==== TASK DATA

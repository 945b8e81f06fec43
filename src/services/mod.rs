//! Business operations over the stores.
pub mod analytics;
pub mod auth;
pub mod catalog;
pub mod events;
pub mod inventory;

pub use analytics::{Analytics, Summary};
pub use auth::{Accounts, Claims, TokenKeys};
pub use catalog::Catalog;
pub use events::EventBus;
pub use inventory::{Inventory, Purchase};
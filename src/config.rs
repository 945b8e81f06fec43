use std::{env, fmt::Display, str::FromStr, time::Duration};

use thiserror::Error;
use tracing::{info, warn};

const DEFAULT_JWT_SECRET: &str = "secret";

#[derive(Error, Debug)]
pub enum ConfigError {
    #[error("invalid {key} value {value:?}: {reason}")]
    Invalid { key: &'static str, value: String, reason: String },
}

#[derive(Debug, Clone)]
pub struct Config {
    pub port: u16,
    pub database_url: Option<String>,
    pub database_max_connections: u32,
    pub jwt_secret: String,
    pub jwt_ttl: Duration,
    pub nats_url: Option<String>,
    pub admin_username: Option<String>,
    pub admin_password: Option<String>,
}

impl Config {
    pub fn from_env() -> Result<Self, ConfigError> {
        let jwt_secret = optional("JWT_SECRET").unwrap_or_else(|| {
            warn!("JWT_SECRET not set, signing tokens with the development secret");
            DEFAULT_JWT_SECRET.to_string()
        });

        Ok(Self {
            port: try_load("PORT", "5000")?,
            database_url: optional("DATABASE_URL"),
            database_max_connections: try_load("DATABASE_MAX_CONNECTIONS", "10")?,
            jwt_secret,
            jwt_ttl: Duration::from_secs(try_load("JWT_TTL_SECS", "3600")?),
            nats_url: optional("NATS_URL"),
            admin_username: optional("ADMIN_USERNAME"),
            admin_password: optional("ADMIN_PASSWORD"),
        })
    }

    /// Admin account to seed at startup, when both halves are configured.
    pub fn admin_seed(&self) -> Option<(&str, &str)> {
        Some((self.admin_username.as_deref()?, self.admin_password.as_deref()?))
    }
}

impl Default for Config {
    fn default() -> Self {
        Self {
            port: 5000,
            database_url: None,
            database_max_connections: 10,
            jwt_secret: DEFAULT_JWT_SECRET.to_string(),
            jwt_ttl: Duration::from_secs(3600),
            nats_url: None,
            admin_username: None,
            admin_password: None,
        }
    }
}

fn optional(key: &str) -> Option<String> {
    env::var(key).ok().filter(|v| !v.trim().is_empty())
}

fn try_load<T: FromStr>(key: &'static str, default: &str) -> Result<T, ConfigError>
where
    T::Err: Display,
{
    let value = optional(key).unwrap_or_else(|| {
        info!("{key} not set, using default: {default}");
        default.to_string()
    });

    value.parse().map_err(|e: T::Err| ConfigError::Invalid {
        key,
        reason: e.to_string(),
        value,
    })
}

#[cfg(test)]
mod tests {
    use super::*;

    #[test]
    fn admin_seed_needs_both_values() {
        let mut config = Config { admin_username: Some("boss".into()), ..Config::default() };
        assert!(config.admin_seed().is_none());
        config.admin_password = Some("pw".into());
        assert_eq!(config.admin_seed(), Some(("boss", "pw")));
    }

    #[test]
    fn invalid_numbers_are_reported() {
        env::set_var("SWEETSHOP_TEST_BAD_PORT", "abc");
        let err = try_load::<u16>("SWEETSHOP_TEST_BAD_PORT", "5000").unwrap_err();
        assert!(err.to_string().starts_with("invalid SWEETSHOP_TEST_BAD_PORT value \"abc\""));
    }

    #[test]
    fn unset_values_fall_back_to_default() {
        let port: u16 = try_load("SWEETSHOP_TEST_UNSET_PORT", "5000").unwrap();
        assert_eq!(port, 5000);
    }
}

========
==== TASK DATA

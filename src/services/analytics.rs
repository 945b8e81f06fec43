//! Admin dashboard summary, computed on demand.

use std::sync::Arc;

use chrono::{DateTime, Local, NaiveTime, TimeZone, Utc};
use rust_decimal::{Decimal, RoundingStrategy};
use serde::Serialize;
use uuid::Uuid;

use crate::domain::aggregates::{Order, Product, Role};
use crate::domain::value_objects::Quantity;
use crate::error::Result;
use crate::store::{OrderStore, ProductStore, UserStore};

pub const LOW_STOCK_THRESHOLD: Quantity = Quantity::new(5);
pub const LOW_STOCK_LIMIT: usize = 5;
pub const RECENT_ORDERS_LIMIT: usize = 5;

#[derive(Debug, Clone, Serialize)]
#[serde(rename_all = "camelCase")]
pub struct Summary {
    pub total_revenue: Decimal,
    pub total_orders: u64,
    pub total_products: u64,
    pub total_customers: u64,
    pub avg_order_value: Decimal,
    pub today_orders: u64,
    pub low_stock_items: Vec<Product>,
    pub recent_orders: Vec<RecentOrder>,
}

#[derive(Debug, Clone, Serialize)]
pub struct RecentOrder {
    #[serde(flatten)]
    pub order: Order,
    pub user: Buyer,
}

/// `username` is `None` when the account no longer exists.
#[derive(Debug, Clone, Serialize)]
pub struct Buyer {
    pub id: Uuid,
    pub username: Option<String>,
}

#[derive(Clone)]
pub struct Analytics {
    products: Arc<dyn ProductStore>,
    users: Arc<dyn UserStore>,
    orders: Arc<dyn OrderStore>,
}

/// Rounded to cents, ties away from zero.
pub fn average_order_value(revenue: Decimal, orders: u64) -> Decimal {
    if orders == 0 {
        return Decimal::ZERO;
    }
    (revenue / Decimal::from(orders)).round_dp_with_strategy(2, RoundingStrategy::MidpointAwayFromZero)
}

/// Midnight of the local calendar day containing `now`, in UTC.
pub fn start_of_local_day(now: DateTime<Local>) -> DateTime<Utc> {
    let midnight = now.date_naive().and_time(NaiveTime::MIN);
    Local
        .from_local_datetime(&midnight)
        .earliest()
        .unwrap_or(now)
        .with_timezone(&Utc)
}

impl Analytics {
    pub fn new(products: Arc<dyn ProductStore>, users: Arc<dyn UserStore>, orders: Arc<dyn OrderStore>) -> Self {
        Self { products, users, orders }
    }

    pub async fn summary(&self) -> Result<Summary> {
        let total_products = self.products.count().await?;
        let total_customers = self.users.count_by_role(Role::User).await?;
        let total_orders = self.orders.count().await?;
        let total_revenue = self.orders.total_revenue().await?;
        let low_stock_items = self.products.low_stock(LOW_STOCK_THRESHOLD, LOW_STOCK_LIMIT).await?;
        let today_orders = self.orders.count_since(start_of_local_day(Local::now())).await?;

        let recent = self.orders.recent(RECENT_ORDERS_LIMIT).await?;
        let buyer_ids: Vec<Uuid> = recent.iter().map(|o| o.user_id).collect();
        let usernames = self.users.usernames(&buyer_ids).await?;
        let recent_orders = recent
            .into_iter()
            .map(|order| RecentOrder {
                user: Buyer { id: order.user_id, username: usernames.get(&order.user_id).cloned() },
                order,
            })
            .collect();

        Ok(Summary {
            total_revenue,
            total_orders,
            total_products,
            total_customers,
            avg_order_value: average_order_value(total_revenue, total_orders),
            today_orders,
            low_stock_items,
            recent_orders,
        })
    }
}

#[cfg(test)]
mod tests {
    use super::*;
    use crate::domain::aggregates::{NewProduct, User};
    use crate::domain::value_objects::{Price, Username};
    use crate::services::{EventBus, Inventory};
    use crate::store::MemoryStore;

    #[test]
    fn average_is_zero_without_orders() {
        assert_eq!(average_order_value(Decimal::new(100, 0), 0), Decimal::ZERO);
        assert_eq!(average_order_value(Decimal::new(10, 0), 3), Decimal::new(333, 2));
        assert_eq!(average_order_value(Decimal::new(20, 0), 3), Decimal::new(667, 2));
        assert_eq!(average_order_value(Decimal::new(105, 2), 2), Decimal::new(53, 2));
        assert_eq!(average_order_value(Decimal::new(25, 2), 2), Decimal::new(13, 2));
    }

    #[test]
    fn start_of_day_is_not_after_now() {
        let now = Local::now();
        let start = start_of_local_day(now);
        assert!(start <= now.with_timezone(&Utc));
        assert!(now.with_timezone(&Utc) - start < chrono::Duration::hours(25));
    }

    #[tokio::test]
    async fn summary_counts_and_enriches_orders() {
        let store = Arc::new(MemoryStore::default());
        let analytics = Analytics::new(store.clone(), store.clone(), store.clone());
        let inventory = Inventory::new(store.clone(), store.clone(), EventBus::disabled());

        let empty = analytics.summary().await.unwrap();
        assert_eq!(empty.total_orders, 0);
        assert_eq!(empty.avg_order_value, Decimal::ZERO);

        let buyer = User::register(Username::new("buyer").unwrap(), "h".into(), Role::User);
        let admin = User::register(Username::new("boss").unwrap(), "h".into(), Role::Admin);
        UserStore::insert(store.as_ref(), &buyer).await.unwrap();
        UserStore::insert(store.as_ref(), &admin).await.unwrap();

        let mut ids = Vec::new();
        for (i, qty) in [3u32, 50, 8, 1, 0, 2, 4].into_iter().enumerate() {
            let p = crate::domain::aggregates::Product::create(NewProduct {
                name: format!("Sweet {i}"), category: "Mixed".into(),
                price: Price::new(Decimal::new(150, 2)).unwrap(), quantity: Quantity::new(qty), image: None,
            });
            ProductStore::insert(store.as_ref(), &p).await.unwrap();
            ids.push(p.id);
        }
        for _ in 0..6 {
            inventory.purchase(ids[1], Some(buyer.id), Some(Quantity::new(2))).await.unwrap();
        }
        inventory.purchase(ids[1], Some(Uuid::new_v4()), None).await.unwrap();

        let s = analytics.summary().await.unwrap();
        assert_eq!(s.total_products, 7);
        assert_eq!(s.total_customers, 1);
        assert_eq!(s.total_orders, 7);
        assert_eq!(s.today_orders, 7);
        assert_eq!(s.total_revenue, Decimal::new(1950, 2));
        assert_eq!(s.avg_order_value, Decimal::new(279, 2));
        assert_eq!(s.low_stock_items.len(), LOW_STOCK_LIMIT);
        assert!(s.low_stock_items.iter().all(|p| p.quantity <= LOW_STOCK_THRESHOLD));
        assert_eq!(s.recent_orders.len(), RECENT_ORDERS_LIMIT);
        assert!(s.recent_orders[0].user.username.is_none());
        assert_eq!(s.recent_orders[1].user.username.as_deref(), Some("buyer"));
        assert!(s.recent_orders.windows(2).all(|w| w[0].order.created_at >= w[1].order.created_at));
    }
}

========
==== TASK DATA

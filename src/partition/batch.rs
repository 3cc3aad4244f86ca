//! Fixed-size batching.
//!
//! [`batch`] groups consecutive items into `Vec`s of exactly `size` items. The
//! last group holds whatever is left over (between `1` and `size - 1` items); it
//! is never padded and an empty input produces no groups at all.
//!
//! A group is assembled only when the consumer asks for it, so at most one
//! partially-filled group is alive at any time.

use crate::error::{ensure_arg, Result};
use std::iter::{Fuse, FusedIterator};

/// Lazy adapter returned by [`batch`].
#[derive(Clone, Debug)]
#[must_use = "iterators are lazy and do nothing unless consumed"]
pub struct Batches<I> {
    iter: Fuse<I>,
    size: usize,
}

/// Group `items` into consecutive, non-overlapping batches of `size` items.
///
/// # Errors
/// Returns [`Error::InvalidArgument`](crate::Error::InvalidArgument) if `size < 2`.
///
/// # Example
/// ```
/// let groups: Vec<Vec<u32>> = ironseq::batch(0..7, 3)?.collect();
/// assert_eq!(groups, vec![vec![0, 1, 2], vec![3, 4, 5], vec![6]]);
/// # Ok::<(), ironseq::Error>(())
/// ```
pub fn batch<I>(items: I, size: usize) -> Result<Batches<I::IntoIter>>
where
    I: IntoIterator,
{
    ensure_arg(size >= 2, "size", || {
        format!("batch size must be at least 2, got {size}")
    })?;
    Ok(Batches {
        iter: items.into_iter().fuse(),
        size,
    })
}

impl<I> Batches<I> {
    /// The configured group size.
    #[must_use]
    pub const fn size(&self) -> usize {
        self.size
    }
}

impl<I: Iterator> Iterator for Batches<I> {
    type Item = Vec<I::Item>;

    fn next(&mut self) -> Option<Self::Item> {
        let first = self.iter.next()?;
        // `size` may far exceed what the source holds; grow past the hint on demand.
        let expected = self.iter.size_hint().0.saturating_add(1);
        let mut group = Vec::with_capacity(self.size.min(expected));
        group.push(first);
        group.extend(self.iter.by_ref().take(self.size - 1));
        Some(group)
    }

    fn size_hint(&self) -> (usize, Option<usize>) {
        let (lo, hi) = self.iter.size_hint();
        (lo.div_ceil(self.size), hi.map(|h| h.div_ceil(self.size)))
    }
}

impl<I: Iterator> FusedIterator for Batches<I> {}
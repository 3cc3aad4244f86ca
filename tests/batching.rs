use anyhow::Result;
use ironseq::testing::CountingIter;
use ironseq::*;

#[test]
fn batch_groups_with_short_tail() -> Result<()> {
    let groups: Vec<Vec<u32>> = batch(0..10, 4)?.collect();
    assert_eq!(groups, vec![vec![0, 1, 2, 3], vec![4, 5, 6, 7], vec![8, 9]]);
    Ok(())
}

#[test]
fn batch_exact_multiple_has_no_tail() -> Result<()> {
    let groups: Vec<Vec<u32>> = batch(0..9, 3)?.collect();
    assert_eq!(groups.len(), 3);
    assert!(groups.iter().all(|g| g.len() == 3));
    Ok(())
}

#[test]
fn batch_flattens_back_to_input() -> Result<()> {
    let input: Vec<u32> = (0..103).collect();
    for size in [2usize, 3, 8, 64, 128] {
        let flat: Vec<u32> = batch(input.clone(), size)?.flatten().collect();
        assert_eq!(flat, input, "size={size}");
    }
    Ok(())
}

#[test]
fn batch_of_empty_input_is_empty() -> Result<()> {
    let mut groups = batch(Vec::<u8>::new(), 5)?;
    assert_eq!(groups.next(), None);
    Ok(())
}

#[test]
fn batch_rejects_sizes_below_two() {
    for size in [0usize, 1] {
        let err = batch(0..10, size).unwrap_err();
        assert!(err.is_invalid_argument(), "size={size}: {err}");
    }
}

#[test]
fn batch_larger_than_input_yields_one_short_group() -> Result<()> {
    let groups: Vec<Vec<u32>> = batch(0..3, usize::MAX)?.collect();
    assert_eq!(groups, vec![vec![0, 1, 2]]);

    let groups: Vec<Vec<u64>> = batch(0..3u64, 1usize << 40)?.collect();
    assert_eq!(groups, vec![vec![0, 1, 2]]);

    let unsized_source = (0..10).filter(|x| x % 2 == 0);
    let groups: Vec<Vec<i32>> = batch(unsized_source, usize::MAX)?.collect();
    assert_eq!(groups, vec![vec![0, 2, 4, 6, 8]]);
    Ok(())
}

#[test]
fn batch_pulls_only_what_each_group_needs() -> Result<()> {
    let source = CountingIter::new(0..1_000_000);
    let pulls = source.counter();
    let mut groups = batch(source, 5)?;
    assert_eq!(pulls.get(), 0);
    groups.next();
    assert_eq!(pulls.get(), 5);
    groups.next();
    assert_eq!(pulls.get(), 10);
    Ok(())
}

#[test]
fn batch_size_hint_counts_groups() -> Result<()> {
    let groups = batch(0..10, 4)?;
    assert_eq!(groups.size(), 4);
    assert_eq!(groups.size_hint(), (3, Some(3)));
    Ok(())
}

========

Could you restate word for word the lines above from the one containing "Midnight of the" through the one containing "let total_products = self.products.count().await?;", both included, and nothing else?

/// Midnight of the local calendar day containing `now`, in UTC.
pub fn start_of_local_day(now: DateTime<Local>) -> DateTime<Utc> {
    let midnight = now.date_naive().and_time(NaiveTime::MIN);
    Local
        .from_local_datetime(&midnight)
        .earliest()
        .unwrap_or(now)
        .with_timezone(&Utc)
}

impl Analytics {
    pub fn new(products: Arc<dyn ProductStore>, users: Arc<dyn UserStore>, orders: Arc<dyn OrderStore>) -> Self {
        Self { products, users, orders }
    }

    pub async fn summary(&self) -> Result<Summary> {
        let total_products = self.products.count().await?;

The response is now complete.